Lorsque l’omerta ministérielle s’érige en concept de communication, on nous permettra de douter du bien-fondé de quelques (trop) rassurantes déclarations. Lorsque la consigne du silence à l’égard des médias s’abat à tous les niveaux de responsabilité, on consentira à nous accorder le bénéfice du doute ! Il n’est pas sûr, exemple parmi d’autres, que les (vrais) amateurs de foot – et avec eux les dizaines de milliers de victimes de ce hooliganisme qui sévit dans et aux abords des stades, week-end après week-end – partagent avec Mohand Laenser l’idée que : « La situation sécuritaire demeure globalement normale et satisfaisante, voire même réconfortante… »
Spectateurs agressés, mobiliers détruits, bus saccagés, chauffeurs agressés, vitrines endommagées, quartiers soumis aux bandes impunies, populations effrayées… La liste est longue, depuis trop d’années, des violences exercées par de pseudo-supporters, qui vient singulièrement contredire l’optimisme ministériel. A combien de morts à la sortie des stades Mohand Laenser reconnaîtra-t-il que « la situation sécuritaire » n’est peut-être pas aussi « normale, satisfaisante… » qu’il ne veut bien le dire ?... Le dernier décès enregistré, samedi dernier aux abords du stade Mohammed V de Casablanca, résonne comme un cinglant démenti aux propos rassurants tenus cette semaine devant les députés. Car, cette mort-là n’est pas isolée. Elle vient s’ajouter à bien d’autres meurtres commis par de dangereux individus agissant en toute impunité. Laenser n’est naturellement pas comptable des insuffisances de ses prédécesseurs. Mais il est des mots maladroits, en décalage total avec la réalité vécue par la population, qu’il serait préférable d’éviter.
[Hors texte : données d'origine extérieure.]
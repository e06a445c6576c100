//! Fixed-point currency type with 2 decimal places precision.
//!
//! Uses `rust_decimal` internally with scale enforcement so that every share,
//! balance and payment is an exact number of cents.

use rust_decimal::{Decimal, RoundingStrategy};
use serde::{Deserialize, Deserializer, Serialize, Serializer};
use std::fmt;
use std::iter::Sum;
use std::ops::{Add, AddAssign, Neg, Sub, SubAssign};
use std::str::FromStr;

/// A currency amount that always carries exactly 2 decimal places.
///
/// Construction rounds half away from zero, which for the positive shares
/// produced by the ledger is plain round-half-up.
///
/// # Examples
///
/// ```
/// use std::str::FromStr;
/// use rideshare_ledger::Money;
///
/// let amount = Money::from_str("3.335").unwrap();
/// assert_eq!(amount.to_string(), "3.34");
/// ```
#[derive(Debug, Clone, Copy, PartialEq, Eq, PartialOrd, Ord, Hash, Default)]
pub struct Money(Decimal);

impl Money {
    /// The number of decimal places to maintain.
    pub const SCALE: u32 = 2;

    /// Zero value.
    pub const ZERO: Self = Money(Decimal::ZERO);

    /// Creates a new `Money`, rounding to 2 decimal places.
    pub fn new(value: Decimal) -> Self {
        let mut rounded =
            value.round_dp_with_strategy(Self::SCALE, RoundingStrategy::MidpointAwayFromZero);
        rounded.rescale(Self::SCALE);
        Money(rounded)
    }

    /// Returns the underlying decimal value.
    pub fn as_decimal(&self) -> Decimal {
        self.0
    }

    /// Returns `true` if this value is zero.
    pub fn is_zero(&self) -> bool {
        self.0.is_zero()
    }

    /// Returns `true` if this value is strictly greater than zero.
    pub fn is_positive(&self) -> bool {
        self.0 > Decimal::ZERO
    }

    /// Returns `true` if this value is strictly less than zero.
    pub fn is_negative(&self) -> bool {
        self.0 < Decimal::ZERO
    }

    /// Absolute value.
    pub fn abs(&self) -> Self {
        Money(self.0.abs())
    }
}

impl FromStr for Money {
    type Err = rust_decimal::Error;

    fn from_str(s: &str) -> std::result::Result<Self, Self::Err> {
        let decimal = Decimal::from_str(s.trim())?;
        Ok(Money::new(decimal))
    }
}

impl fmt::Display for Money {
    fn fmt(&self, f: &mut fmt::Formatter<'_>) -> fmt::Result {
        write!(f, "{:.2}", self.0)
    }
}

impl Add for Money {
    type Output = Self;

    fn add(self, rhs: Self) -> Self::Output {
        Money::new(self.0 + rhs.0)
    }
}

impl AddAssign for Money {
    fn add_assign(&mut self, rhs: Self) {
        *self = *self + rhs;
    }
}

impl Sub for Money {
    type Output = Self;

    fn sub(self, rhs: Self) -> Self::Output {
        Money::new(self.0 - rhs.0)
    }
}

impl SubAssign for Money {
    fn sub_assign(&mut self, rhs: Self) {
        *self = *self - rhs;
    }
}

impl Neg for Money {
    type Output = Self;

    fn neg(self) -> Self::Output {
        Money(-self.0)
    }
}

impl Sum for Money {
    fn sum<I: Iterator<Item = Self>>(iter: I) -> Self {
        iter.fold(Money::ZERO, |acc, m| acc + m)
    }
}

/// Persisted as a plain JSON number, e.g. `10.5`.
impl Serialize for Money {
    fn serialize<S>(&self, serializer: S) -> std::result::Result<S::Ok, S::Error>
    where
        S: Serializer,
    {
        rust_decimal::serde::float::serialize(&self.0, serializer)
    }
}

impl<'de> Deserialize<'de> for Money {
    fn deserialize<D>(deserializer: D) -> std::result::Result<Self, D::Error>
    where
        D: Deserializer<'de>,
    {
        rust_decimal::serde::float::deserialize(deserializer).map(Money::new)
    }
}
L’appareil répressif mis en place et renforcé au fil des événements dramatiques qui marquent l’histoire de nos stades montre, semaine après semaine, ses limites. Inappliquées, les dispositions ou recommandations prévues (billets numérotés, caméras de surveillance, stades interdits aux mineurs de moins de 16 ans non accompagnés, portiques de contrôle, interdiction des fumigènes, etc.) laissent place à d’insupportables violences dont personne ne sort indemne. Ni les milieux du football – clubs et fédération – ni les responsables de la sécurité. Et encore moins l’Intérieur, dont la population est en droit d’attendre qu’il contrôle enfin une situation intolérable au regard de l’ordre public. Pour combien de temps encore ?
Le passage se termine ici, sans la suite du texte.